__TASK STATEMENT__: Transcribe the data below verbatim from the line with "mod report;" to the line with "the config layer.". Include both of those lines.

----- RECORD EXTRACTS

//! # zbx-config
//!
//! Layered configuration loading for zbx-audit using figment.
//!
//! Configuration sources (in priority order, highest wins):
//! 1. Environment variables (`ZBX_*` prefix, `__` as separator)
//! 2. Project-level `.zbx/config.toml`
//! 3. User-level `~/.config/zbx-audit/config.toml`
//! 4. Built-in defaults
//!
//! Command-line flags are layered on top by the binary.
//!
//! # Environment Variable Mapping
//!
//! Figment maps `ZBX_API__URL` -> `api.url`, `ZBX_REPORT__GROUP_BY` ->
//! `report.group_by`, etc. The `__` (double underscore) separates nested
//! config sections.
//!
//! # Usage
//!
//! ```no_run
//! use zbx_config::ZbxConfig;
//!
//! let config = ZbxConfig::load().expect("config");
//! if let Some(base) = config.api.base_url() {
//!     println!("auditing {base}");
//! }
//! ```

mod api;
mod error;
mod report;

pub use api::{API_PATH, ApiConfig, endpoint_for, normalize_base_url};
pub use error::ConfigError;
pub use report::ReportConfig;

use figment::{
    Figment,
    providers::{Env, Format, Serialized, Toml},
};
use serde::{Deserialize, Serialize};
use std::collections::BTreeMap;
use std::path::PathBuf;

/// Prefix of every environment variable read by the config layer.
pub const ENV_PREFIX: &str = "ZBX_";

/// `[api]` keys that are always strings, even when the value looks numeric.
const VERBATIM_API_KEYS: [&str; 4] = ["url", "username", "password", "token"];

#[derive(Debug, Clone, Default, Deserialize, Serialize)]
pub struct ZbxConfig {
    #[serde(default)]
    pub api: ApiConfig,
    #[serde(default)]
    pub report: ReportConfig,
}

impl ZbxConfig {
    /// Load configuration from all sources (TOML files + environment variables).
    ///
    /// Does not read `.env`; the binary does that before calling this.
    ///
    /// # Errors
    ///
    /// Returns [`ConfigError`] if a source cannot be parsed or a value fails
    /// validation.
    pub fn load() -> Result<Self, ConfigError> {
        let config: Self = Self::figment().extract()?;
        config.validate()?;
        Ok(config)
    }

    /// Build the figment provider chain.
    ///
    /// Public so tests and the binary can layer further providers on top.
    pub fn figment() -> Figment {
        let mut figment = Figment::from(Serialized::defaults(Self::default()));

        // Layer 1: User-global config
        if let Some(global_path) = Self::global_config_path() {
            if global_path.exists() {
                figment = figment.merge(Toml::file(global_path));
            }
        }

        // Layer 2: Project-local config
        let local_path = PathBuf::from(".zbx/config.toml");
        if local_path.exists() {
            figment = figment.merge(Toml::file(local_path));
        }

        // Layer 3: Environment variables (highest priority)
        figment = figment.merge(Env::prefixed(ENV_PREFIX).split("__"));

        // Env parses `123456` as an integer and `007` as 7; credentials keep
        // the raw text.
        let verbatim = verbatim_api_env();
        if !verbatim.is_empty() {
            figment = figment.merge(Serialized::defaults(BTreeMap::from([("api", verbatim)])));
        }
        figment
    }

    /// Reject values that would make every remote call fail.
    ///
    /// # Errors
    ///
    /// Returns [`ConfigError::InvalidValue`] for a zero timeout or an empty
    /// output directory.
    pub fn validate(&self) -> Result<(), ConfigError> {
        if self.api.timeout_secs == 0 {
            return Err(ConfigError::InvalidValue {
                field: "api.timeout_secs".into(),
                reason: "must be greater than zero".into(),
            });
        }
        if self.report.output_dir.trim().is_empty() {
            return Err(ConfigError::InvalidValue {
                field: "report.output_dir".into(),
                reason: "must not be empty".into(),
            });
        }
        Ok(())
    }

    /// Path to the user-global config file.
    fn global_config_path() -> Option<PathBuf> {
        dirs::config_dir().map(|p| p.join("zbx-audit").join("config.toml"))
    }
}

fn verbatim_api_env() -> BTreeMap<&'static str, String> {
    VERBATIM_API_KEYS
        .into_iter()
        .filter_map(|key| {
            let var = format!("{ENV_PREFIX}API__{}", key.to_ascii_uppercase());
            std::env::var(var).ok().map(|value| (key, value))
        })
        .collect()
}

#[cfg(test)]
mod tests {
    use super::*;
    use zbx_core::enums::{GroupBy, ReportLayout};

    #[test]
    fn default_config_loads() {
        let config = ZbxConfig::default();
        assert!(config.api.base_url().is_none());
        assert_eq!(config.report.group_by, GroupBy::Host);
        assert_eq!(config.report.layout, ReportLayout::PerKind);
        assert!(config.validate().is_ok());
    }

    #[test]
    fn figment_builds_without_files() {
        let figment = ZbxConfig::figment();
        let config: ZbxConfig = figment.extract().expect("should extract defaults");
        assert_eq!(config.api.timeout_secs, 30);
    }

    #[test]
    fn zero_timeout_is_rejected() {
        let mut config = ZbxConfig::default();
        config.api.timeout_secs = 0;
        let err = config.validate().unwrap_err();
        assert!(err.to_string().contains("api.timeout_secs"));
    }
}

----------

__RESPONSE__:
mod report;

pub use api::{API_PATH, ApiConfig, endpoint_for, normalize_base_url};
pub use error::ConfigError;
pub use report::ReportConfig;

use figment::{
    Figment,
    providers::{Env, Format, Serialized, Toml},
};
use serde::{Deserialize, Serialize};
use std::collections::BTreeMap;
use std::path::PathBuf;

/// Prefix of every environment variable read by the config layer.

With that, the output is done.